Premier League Clubs to Vote on Voluntary Ban on Gambling Firms as Front-of-Shirt Sponsors

In a bid to perhaps stay one step ahead of the United Kingdom government, the Premier League is asking its clubs to vote on voluntarily banning sports betting firms from buying front-of-shirt advertising space.

The vote is expected to take place before July 21. The proposal as it stands right now would see no new front-of-shirt sponsorship deals signed with betting firms, and any existing deals phased out over the next three years.

According to the BBC, the league emailed clubs with the proposal on Monday, and they hoped to have a decision within a week.

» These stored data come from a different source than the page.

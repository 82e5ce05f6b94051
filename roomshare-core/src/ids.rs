//! Document identifiers
//!
//! Every collection keys its documents by a random UUID. The newtypes keep a
//! room id from being passed where a user id is expected.

use std::fmt;
use std::str::FromStr;

use serde::{Deserialize, Serialize};
use uuid::Uuid;

use crate::Error;

macro_rules! document_id {
    ($(#[$meta:meta])* $name:ident) => {
        $(#[$meta])*
        #[derive(Debug, Clone, Copy, PartialEq, Eq, Hash, PartialOrd, Ord, Serialize, Deserialize)]
        #[serde(transparent)]
        pub struct $name(pub Uuid);

        impl $name {
            /// Generate a fresh random id
            pub fn new() -> Self {
                Self(Uuid::new_v4())
            }
        }

        impl Default for $name {
            fn default() -> Self {
                Self::new()
            }
        }

        impl fmt::Display for $name {
            fn fmt(&self, f: &mut fmt::Formatter<'_>) -> fmt::Result {
                self.0.fmt(f)
            }
        }

        impl FromStr for $name {
            type Err = Error;

            fn from_str(s: &str) -> Result<Self, Self::Err> {
                Uuid::parse_str(s.trim())
                    .map(Self)
                    .map_err(|_| Error::InvalidId(s.to_string()))
            }
        }
    };
}

document_id!(
    /// Id of a document in the Users collection
    UserId
);

document_id!(
    /// Id of a document in the Rooms collection
    RoomId
);

document_id!(
    /// Id of a document in the RoomRequests collection
    RequestId
);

Fourteen of the Premier League’s 20 clubs would have to vote in favour for the move to go through.

Players from Crystal Palace (in red and blue) and Brentford (in yellow) — both sporting the logos of betting firms on their jerseys — battle in their Premier League match on Aug. 21, 2021. (Photo courtesy

The U.K. government began floating the idea of banning betting firms from buying advertising space on the front of football jerseys back in September 2021. The recommendation was believed to be part of a review of the 2005 Gambling Act.

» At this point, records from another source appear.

//! Rental request lifecycle
//!
//! Acceptance touches three documents without a cross-document
//! transaction. The request status is flipped first (compare-and-set), then
//! the room is occupied with a compare-and-set on vacancy: when another
//! request for the same room got there first, this one goes back to pending.
//! Any other failure after the flip leaves the room or requester behind;
//! [`RequestService::reconcile_accepted_requests`] repairs those.

use roomshare_core::{
    RequestId, RequestStatus, RequestView, RoomId, RoomRequest, RoomSummary, UserId, UserSummary,
};

use crate::error::MarketError;
use crate::store::{MarketStore, ReconcileReport, StoreResult};

const ALREADY_PROCESSED: &str = "Request has already been processed";
const ROOM_TAKEN: &str = "Room is no longer available";

pub struct RequestService<'a, M: MarketStore> {
    store: &'a M,
}

impl<'a, M: MarketStore> RequestService<'a, M> {
    pub fn new(store: &'a M) -> Self {
        Self { store }
    }

    /// Send a rental request for a vacant room
    pub fn create_request(
        &self,
        room_id: RoomId,
        requester: UserId,
        message: Option<&str>,
    ) -> Result<RequestView, MarketError> {
        let room = self
            .store
            .get_room(room_id)?
            .ok_or(MarketError::NotFound("Room"))?;

        if !room.is_vacant {
            tracing::debug!(room_id = %room_id, requester = %requester, "Request for occupied room");
            return Err(MarketError::InvalidState(
                "Room is not available".to_string(),
            ));
        }
        if room.owner == requester {
            return Err(MarketError::InvalidOperation(
                "You cannot request your own room".to_string(),
            ));
        }
        if self
            .store
            .find_pending_request(room_id, requester)?
            .is_some()
        {
            tracing::debug!(room_id = %room_id, requester = %requester, "Duplicate pending request");
            return Err(MarketError::Conflict(
                "You already have a pending request for this room".to_string(),
            ));
        }

        let request = RoomRequest::pending(&room, requester, message)?;
        self.store.insert_request(&request)?;

        tracing::info!(
            request_id = %request.id,
            room_id = %room_id,
            requester = %requester,
            "Room request created"
        );

        Ok(RequestView {
            room_details: Some(room.summary()),
            requester_details: self.user_summary(request.requester)?,
            owner_details: self.user_summary(request.owner)?,
            request,
        })
    }

    /// Accept a pending request, occupying the room
    pub fn accept_request(
        &self,
        request_id: RequestId,
        actor: UserId,
    ) -> Result<RequestView, MarketError> {
        let request = self.pending_request_for(request_id, actor)?;

        let room = self
            .store
            .get_room(request.room)?
            .filter(|room| room.is_vacant)
            .ok_or_else(|| {
                tracing::debug!(request_id = %request_id, room_id = %request.room, "Room no longer vacant");
                MarketError::InvalidState(ROOM_TAKEN.to_string())
            })?;

        if !self.store.update_request_status(
            request_id,
            RequestStatus::Pending,
            RequestStatus::Accepted,
        )? {
            tracing::debug!(request_id = %request_id, "Lost race to process request");
            return Err(MarketError::InvalidState(ALREADY_PROCESSED.to_string()));
        }

        let occupied = self
            .store
            .occupy_room(room.id, request.requester)
            .map_err(|e| inconsistent(&request, "occupying room", e))?;
        if !occupied {
            // Another request for the room was accepted first; hand this one back
            self.store
                .update_request_status(request_id, RequestStatus::Accepted, RequestStatus::Pending)
                .map_err(|e| inconsistent(&request, "returning request to pending", e))?;
            tracing::debug!(request_id = %request_id, room_id = %room.id, "Lost race to occupy room");
            return Err(MarketError::InvalidState(ROOM_TAKEN.to_string()));
        }
        self.store
            .add_rented_room(request.requester, room.id)
            .map_err(|e| inconsistent(&request, "recording rented room", e))?;

        tracing::info!(
            request_id = %request_id,
            room_id = %room.id,
            requester = %request.requester,
            "Room request accepted"
        );

        self.view_for_owner(request_id)
    }

    /// Reject a pending request
    pub fn reject_request(
        &self,
        request_id: RequestId,
        actor: UserId,
    ) -> Result<RequestView, MarketError> {
        self.pending_request_for(request_id, actor)?;

        if !self.store.update_request_status(
            request_id,
            RequestStatus::Pending,
            RequestStatus::Rejected,
        )? {
            tracing::debug!(request_id = %request_id, "Lost race to process request");
            return Err(MarketError::InvalidState(ALREADY_PROCESSED.to_string()));
        }

        tracing::info!(request_id = %request_id, "Room request rejected");

        self.view_for_owner(request_id)
    }

    /// Every request the user has sent, newest first
    pub fn list_sent_requests(&self, requester: UserId) -> Result<Vec<RequestView>, MarketError> {
        self.store
            .requests_by_requester(requester)?
            .into_iter()
            .map(|request| {
                Ok(RequestView {
                    room_details: self.room_summary(request.room)?,
                    requester_details: None,
                    owner_details: self.user_summary(request.owner)?,
                    request,
                })
            })
            .collect()
    }

    /// Pending requests addressed to the owner, newest first
    pub fn list_received_requests(&self, owner: UserId) -> Result<Vec<RequestView>, MarketError> {
        self.store
            .requests_for_owner(owner, Some(RequestStatus::Pending))?
            .into_iter()
            .map(|request| {
                Ok(RequestView {
                    room_details: self.room_summary(request.room)?,
                    requester_details: self.user_summary(request.requester)?,
                    owner_details: None,
                    request,
                })
            })
            .collect()
    }

    /// Re-apply missing side effects of accepted requests
    ///
    /// Safe to run any number of times.
    pub fn reconcile_accepted_requests(&self) -> StoreResult<ReconcileReport> {
        let mut report = ReconcileReport::default();

        for request in self.store.requests_with_status(RequestStatus::Accepted)? {
            report.scanned += 1;

            let Some(room) = self.store.get_room(request.room)? else {
                tracing::warn!(request_id = %request.id, room_id = %request.room, "Accepted request references a deleted room");
                continue;
            };

            if room.is_vacant || !room.current_roommates.contains(&request.requester) {
                if self.store.occupy_room(room.id, request.requester)? {
                    tracing::warn!(request_id = %request.id, room_id = %room.id, "Repaired room occupancy");
                    report.rooms_repaired += 1;
                } else {
                    tracing::error!(
                        request_id = %request.id,
                        room_id = %room.id,
                        "Accepted request's room is held by another tenant, manual reconciliation required"
                    );
                }
            }

            if let Some(user) = self.store.get_user(request.requester)? {
                if !user.rented_rooms.contains(&room.id) {
                    tracing::warn!(request_id = %request.id, user_id = %user.id, "Repairing rented rooms");
                    self.store.add_rented_room(user.id, room.id)?;
                    report.users_repaired += 1;
                }
            }
        }

        Ok(report)
    }

    /// Load a request the actor may decide on
    fn pending_request_for(
        &self,
        request_id: RequestId,
        actor: UserId,
    ) -> Result<RoomRequest, MarketError> {
        let request = self
            .store
            .get_request(request_id)?
            .ok_or(MarketError::NotFound("Request"))?;

        if request.owner != actor {
            return Err(MarketError::Forbidden(
                "Not authorized to manage this request".to_string(),
            ));
        }
        if request.status != RequestStatus::Pending {
            tracing::debug!(request_id = %request_id, status = %request.status, "Request already processed");
            return Err(MarketError::InvalidState(ALREADY_PROCESSED.to_string()));
        }

        Ok(request)
    }

    fn view_for_owner(&self, request_id: RequestId) -> Result<RequestView, MarketError> {
        let request = self
            .store
            .get_request(request_id)?
            .ok_or(MarketError::NotFound("Request"))?;
        Ok(RequestView {
            room_details: self.room_summary(request.room)?,
            requester_details: self.user_summary(request.requester)?,
            owner_details: None,
            request,
        })
    }

    fn room_summary(&self, room_id: RoomId) -> StoreResult<Option<RoomSummary>> {
        Ok(self.store.get_room(room_id)?.map(|room| room.summary()))
    }

    fn user_summary(&self, user_id: UserId) -> StoreResult<Option<UserSummary>> {
        Ok(self.store.get_user(user_id)?.map(|user| user.summary()))
    }
}

fn inconsistent(request: &RoomRequest, step: &str, cause: MarketError) -> MarketError {
    tracing::error!(
        request_id = %request.id,
        room_id = %request.room,
        requester = %request.requester,
        step,
        error = %cause,
        "Request accepted but side effects failed, manual reconciliation required"
    );
    MarketError::Inconsistent(format!(
        "request {} accepted but {} failed: {}",
        request.id, step, cause
    ))
}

The BBC says that, as of last week, the government hadn’t yet decided on whether it would write a betting sponsorship ban into new legislation. But the voluntary ban by the Premier League “could offer a middle ground for clubs and avert any legislation on a much-debated topic.”

That middle ground could also mean that clubs below the Premier League in the English football pyramid would still be able to sign front-of-shirt deals with betting firms — averting the loss of a revenue source that the English Football League estimates to be in the region of £40 million per year — and that firms could still buy pitchside advertising space at all levels.

Digital pitchside boards featuring an advertisement for a betting firm. (Photo courtesy Eleven Sports Media)

In a BBC article from May 2022, James Grimes of The Big Step, a group lobbying against gambling advertising, said the voluntary ban would be welcome, “but to remove gambling from shirts while allowing pitch-side advertising, league sponsorship and club partnerships to continue would be massively incoherent.

“Every young fan should be able to watch their club — in the ground and on TV — without being bombarded by ads for gambling, which we know harms millions, and takes hundreds of lives every year.”

During the 2021-22 season, nearly half of the Premier League’s 20 clubs had betting firms as their front-of-shirt sponsors. Over the offseason, Crystal Palace moved away from a betting firm and signed a deal with car retailer Cinch, but Everton and newly promoted AFC Bournemouth brought betting firms on board.